(no title)
alexfoo | 1 month ago
I use a unique string per company but it's not guessable in advance, but it's obvious when looking at it and squinting a bit, for example (and these are not the exact ones I use): sundclod@<domain> or ebuy@<domain> or amzoon@<domain>
Sure I have to remember them but it's easy for me to check and my password manager is filling them in for me 99.99% of the time.
I can filter on those emails instead, and I also know that anything coming to soundcloud@<domain> or ebay@<domain> or amazon@<domain> is definitely spam as I've never used those addresses myself.

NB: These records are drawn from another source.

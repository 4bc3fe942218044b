use std::fs;
use std::path::PathBuf;

use num_enum::{IntoPrimitive, TryFromPrimitive};
use tracing::{debug, warn};

/// State objects the overlay asks us to persist. Only the identity pair and
///  the planet are written to disk; the rest is ephemeral by design.
#[derive(Debug, Clone, Copy, Eq, PartialEq, IntoPrimitive, TryFromPrimitive)]
#[repr(u8)]
pub enum StateObject {
    IdentityPublic = 0,
    IdentitySecret = 1,
    Planet = 2,
    Moon = 3,
    Peer = 4,
    NetworkConfig = 5,
}

const STATE_OBJECT_COUNT: usize = 6;

impl StateObject {
    fn file_name(self) -> Option<&'static str> {
        match self {
            StateObject::IdentityPublic => Some("identity.public"),
            StateObject::IdentitySecret => Some("identity.secret"),
            StateObject::Planet => Some("planet"),
            StateObject::Moon | StateObject::Peer | StateObject::NetworkConfig => None,
        }
    }
}

/// Overlay state persistence. With a home directory, persistable objects are
///  written by whole-file replacement; with an empty home, every object type
///  gets an in-memory slot instead, giving the node a throwaway identity.
pub struct StateStore {
    home: Option<PathBuf>,
    memory: [Option<Vec<u8>>; STATE_OBJECT_COUNT],
}

impl StateStore {
    pub fn new(home: &str) -> StateStore {
        StateStore {
            home: if home.is_empty() {
                None
            } else {
                Some(PathBuf::from(home))
            },
            memory: Default::default(),
        }
    }

    /// Stores (or, with `None`, deletes) an object. Failures are logged and
    ///  swallowed: the overlay re-issues state it considers important.
    pub fn put(&mut self, object: StateObject, data: Option<&[u8]>) {
        let Some(home) = &self.home else {
            self.memory[object as u8 as usize] = data.map(|d| d.to_vec());
            return;
        };

        let Some(file_name) = object.file_name() else {
            return;
        };
        let path = home.join(file_name);

        let result = match data {
            Some(data) => fs::write(&path, data),
            None => match fs::remove_file(&path) {
                Err(e) if e.kind() == std::io::ErrorKind::NotFound => Ok(()),
                other => other,
            },
        };
        match result {
            Ok(()) => debug!("stored state object {:?} at {:?}", object, path),
            Err(e) => warn!("failed to store state object {:?} at {:?}: {}", object, path, e),
        }
    }

    /// Reads an object into `buf`, returning the number of bytes, or `None`
    ///  if the object is absent or larger than the buffer.
    pub fn get(&self, object: StateObject, buf: &mut [u8]) -> Option<usize> {
        let Some(home) = &self.home else {
            let data = self.memory[object as u8 as usize].as_ref()?;
            if data.len() > buf.len() {
                return None;
            }
            buf[..data.len()].copy_from_slice(data);
            return Some(data.len());
        };

        let path = home.join(object.file_name()?);
        let data = fs::read(&path).ok()?;
        if data.len() > buf.len() {
            return None;
        }
        buf[..data.len()].copy_from_slice(&data);
        Some(data.len())
    }
}

#[cfg(test)]
mod tests {
    use super::*;
    use uuid::Uuid;

    #[test]
    fn test_memory_roundtrip() {
        let mut store = StateStore::new("");
        let mut buf = [0u8; 16];

        assert_eq!(store.get(StateObject::Planet, &mut buf), None);

        store.put(StateObject::Planet, Some(b"abc"));
        assert_eq!(store.get(StateObject::Planet, &mut buf), Some(3));
        assert_eq!(&buf[..3], b"abc");

        // replace frees the previous contents
        store.put(StateObject::Planet, Some(b"defg"));
        assert_eq!(store.get(StateObject::Planet, &mut buf), Some(4));
        assert_eq!(&buf[..4], b"defg");

        store.put(StateObject::Planet, None);
        assert_eq!(store.get(StateObject::Planet, &mut buf), None);
    }

    #[test]
    fn test_memory_too_large_for_buffer() {
        let mut store = StateStore::new("");
        store.put(StateObject::IdentityPublic, Some(&[7u8; 32]));

        let mut small = [0u8; 8];
        assert_eq!(store.get(StateObject::IdentityPublic, &mut small), None);
    }

    #[test]
    fn test_file_roundtrip() {
        let dir = std::env::temp_dir().join(format!("zt-state-{}", Uuid::new_v4()));
        fs::create_dir_all(&dir).unwrap();

        let mut store = StateStore::new(dir.to_str().unwrap());
        let mut buf = [0u8; 64];

        assert_eq!(store.get(StateObject::IdentitySecret, &mut buf), None);

        store.put(StateObject::IdentitySecret, Some(b"key material"));
        assert!(dir.join("identity.secret").exists());
        assert_eq!(store.get(StateObject::IdentitySecret, &mut buf), Some(12));
        assert_eq!(&buf[..12], b"key material");

        store.put(StateObject::IdentitySecret, None);
        assert!(!dir.join("identity.secret").exists());

        fs::remove_dir_all(&dir).unwrap();
    }

    #[test]
    fn test_non_persisted_objects_are_ignored_on_disk() {
        let dir = std::env::temp_dir().join(format!("zt-state-{}", Uuid::new_v4()));
        fs::create_dir_all(&dir).unwrap();

        let mut store = StateStore::new(dir.to_str().unwrap());
        store.put(StateObject::Peer, Some(b"x"));
        assert_eq!(fs::read_dir(&dir).unwrap().count(), 0);

        let mut buf = [0u8; 8];
        assert_eq!(store.get(StateObject::Peer, &mut buf), None);

        fs::remove_dir_all(&dir).unwrap();
    }
}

If sundclod@<domain> appears in a leak I can (hopefully) change my account email at Soundcloud to sondclud@<domain> and then confine sundclod@<domain> to /dev/null
fencepost|1 month ago
As for Soundcloud, the password I had saved for it and a tiny bit of profile information tells me a lot - a manually created password saved into a password manager, probably in 2010 or 2011 and unused after grabbing a single track.
Addresses for services I actually care about also get what's basically peppering, and have all had updates much more recently than the days of Blackberry devices.
extraduder_ire|1 month ago
I can't imagine anyone spamming in such low quantities that they'll notice a pattern like company@<domain> and act on it.
I have regularly gotten spam emails without a to, cc, or bcc field though. So I can't tell which email they were sent to. (my host doesn't bounce/drop them for some reason)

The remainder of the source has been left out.